I have more to write, more to process, more to share. I was able to gain some good insight from the book, not because it gave specific answers, but because of what was on page 52. Particularly the parts bolded and underlined. Bessey reminds us to ask the questions and wrestle with them. And overall, what I started realizing as I was reading is what's up above in pink. 

To be a woman isn't to be lesser than. I can work alongside my brothers and I am just as loved and just as valued. 

Sunday, May 17, 2015

Foster Care

After finishing up graduate school, several of my friends worked in foster care. Months later, a few of them approached me (all on separate occasions) and asked me if I would be interested in being a foster parent. I didn't think they were serious. They kept asking. I kept thinking they were kidding.

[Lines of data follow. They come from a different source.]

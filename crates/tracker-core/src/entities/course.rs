//! Course entity

use chrono::{DateTime, Utc};

use crate::error::DomainError;
use crate::validation::{normalize_optional, validate_description, validate_text};
use crate::value_objects::CourseId;

/// Course entity
///
/// A course may share its name or its code with another course, never both.
#[derive(Debug, Clone, PartialEq, Eq)]
pub struct Course {
    pub id: CourseId,
    pub name: String,
    pub code: String,
    pub group: Option<String>,
    pub description: Option<String>,
    pub created_at: DateTime<Utc>,
    pub updated_at: DateTime<Utc>,
}

impl Course {
    /// Check if this course has the given (name, code) pair, ignoring case
    pub fn has_name_and_code(&self, name: &str, code: &str) -> bool {
        self.name.eq_ignore_ascii_case(name) && self.code.eq_ignore_ascii_case(code)
    }

    /// Replace the editable fields
    pub fn apply(&mut self, fields: NewCourse) {
        self.name = fields.name;
        self.code = fields.code;
        self.group = fields.group;
        self.description = fields.description;
        self.updated_at = Utc::now();
    }
}

/// Validated course fields without an id
#[derive(Debug, Clone, PartialEq, Eq)]
pub struct NewCourse {
    pub name: String,
    pub code: String,
    pub group: Option<String>,
    pub description: Option<String>,
}

impl NewCourse {
    /// Create course fields, validating format and normalizing blank optionals
    pub fn new(
        name: impl Into<String>,
        code: impl Into<String>,
        group: Option<String>,
        description: Option<String>,
    ) -> Result<Self, DomainError> {
        let name = name.into().trim().to_string();
        let code = code.into().trim().to_string();
        let group = normalize_optional(group);
        let description = normalize_optional(description);

        validate_text("name", &name)?;
        validate_text("code", &code)?;
        if let Some(group) = &group {
            validate_text("group", group)?;
        }
        if let Some(description) = &description {
            validate_description(description)?;
        }

        Ok(Self {
            name,
            code,
            group,
            description,
        })
    }

    /// Materialize the stored course once the store has assigned an id
    pub fn into_course(self, id: CourseId, now: DateTime<Utc>) -> Course {
        Course {
            id,
            name: self.name,
            code: self.code,
            group: self.group,
            description: self.description,
            created_at: now,
            updated_at: now,
        }
    }
}
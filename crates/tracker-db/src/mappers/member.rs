//! Member entity <-> model mapper

use tracker_core::entities::Member;
use tracker_core::value_objects::MemberId;

use crate::models::MemberModel;

/// Convert MemberModel to Member entity
impl From<MemberModel> for Member {
    fn from(model: MemberModel) -> Self {
        Member {
            id: MemberId::new(model.id),
            name: model.name,
            email: model.email,
            password_hash: model.password_hash,
            is_admin: model.is_admin,
            created_at: model.created_at,
            updated_at: model.updated_at,
        }
    }
}
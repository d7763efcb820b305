//! Association entity <-> model mappers

use tracker_core::entities::{Association, Role, RosterEntry};
use tracker_core::value_objects::{CourseId, MemberId, Privilege, RoleId};

use crate::models::{AssociationModel, RosterRowModel};

/// Convert AssociationModel to Association entity
impl From<AssociationModel> for Association {
    fn from(model: AssociationModel) -> Self {
        Association {
            course_id: CourseId::new(model.course_id),
            role_id: RoleId::new(model.role_id),
            member_id: MemberId::new(model.member_id),
        }
    }
}

/// Convert a roster row; members without a row map to the Unassigned role
impl From<RosterRowModel> for RosterEntry {
    fn from(model: RosterRowModel) -> Self {
        let unassigned = Role::unassigned();
        RosterEntry {
            member_id: MemberId::new(model.member_id),
            member_name: model.member_name,
            is_admin: model.is_admin,
            role_id: model.role_id.map_or(unassigned.id, RoleId::new),
            role_name: model.role_name.unwrap_or(unassigned.name),
            privilege: model.privilege.map_or(unassigned.privilege, Privilege::new),
        }
    }
}
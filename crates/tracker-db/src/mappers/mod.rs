//! Entity to model mappers
//!
//! `From<Model> for Entity` conversions from database rows to domain objects.

mod association;
mod course;
mod member;
mod role;
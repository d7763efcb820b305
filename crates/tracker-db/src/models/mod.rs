//! Database models - SQLx-compatible structs for PostgreSQL tables

mod association;
mod course;
mod member;
mod role;

pub use association::{AssociationModel, RosterRowModel};
pub use course::CourseModel;
pub use member::MemberModel;
pub use role::RoleModel;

Me? I'm barely able to afford my own rent and bills. I have a degree where I don't know if I'll ever make more than $50,000 at the peak time in my career. I am single. I am young. I'm barely 24 years old. I don't know what I'm doing with my life. I don't know how to take care of another person. I don't know how to cook. How can I feed them? 

I kept offering excuses, which I thought were legitimate reasons. The people who are supposed to be foster parents are the ones who have a home. Who have a family, who have a partner, who have age on their side, who know how to do life. They're the ones that should be stepping up. Not me. I thought our focus should be spent trying to get those kind of people becoming foster parents. Not me.

But my friends kept asking. And I finally stopped and said, "Wait. Are you being serious?" And they said, "Well, yeah. I thought you knew we were being serious."

What? No. I didn't. You can't be serious. And again, with the excuses. And around and around we went.

After several months of this, one of my best friends, who was also one of the ones to approach me about this idea, told me she was for real considering and for real wanted me to consider it.

And then I moved. But the seed had officially been planted, but I never shared it with anyone, other than that one friend, but even then I didn't say a lot. Finally, one day I brought it up with another best friend. I shared the conversations, my thoughts, my excuses, my questions, and we had solid dialogue about it. And we continue to have solid dialogue about it.

It was either that same weekend that I brought it up to my friend, or shortly thereafter, we made a last minute decision to go to church with my brother. (We had gone the night prior to another church and had another plan for Sunday morning. At 11:08am, we realized we couldn't do our original plan so decided to go to the 11:30am service). And that sermon was all about foster care and caring for the world. We just looked at each other and cracked up.

In fact the next several church services I went to, and since I've just moved and trying to find a good church, was a different one every week, and almost every single one of them was about foster care and adoption. And how as a Church, we should be leading the way.

It really started when I read these words from "You and Me Forever" by Francis and Lisa Chan:

We need to learn to err on the side of action, because we tend to default to negligence. So many won't do anything unless they hear a voice from heaven telling them precisely what to do. Why not default to action until you hear a voice from heaven telling you to wait? For example: Why not assume you should adopt kids unless you hear a voice telling you not to? Wouldn't that seem more biblical since God has told us that true religion is to care for the widows and orphans (James 1:27)?

I read that before the move, before the conversations. And ever since started realizing the truth in that paragraph, erring on the side of action.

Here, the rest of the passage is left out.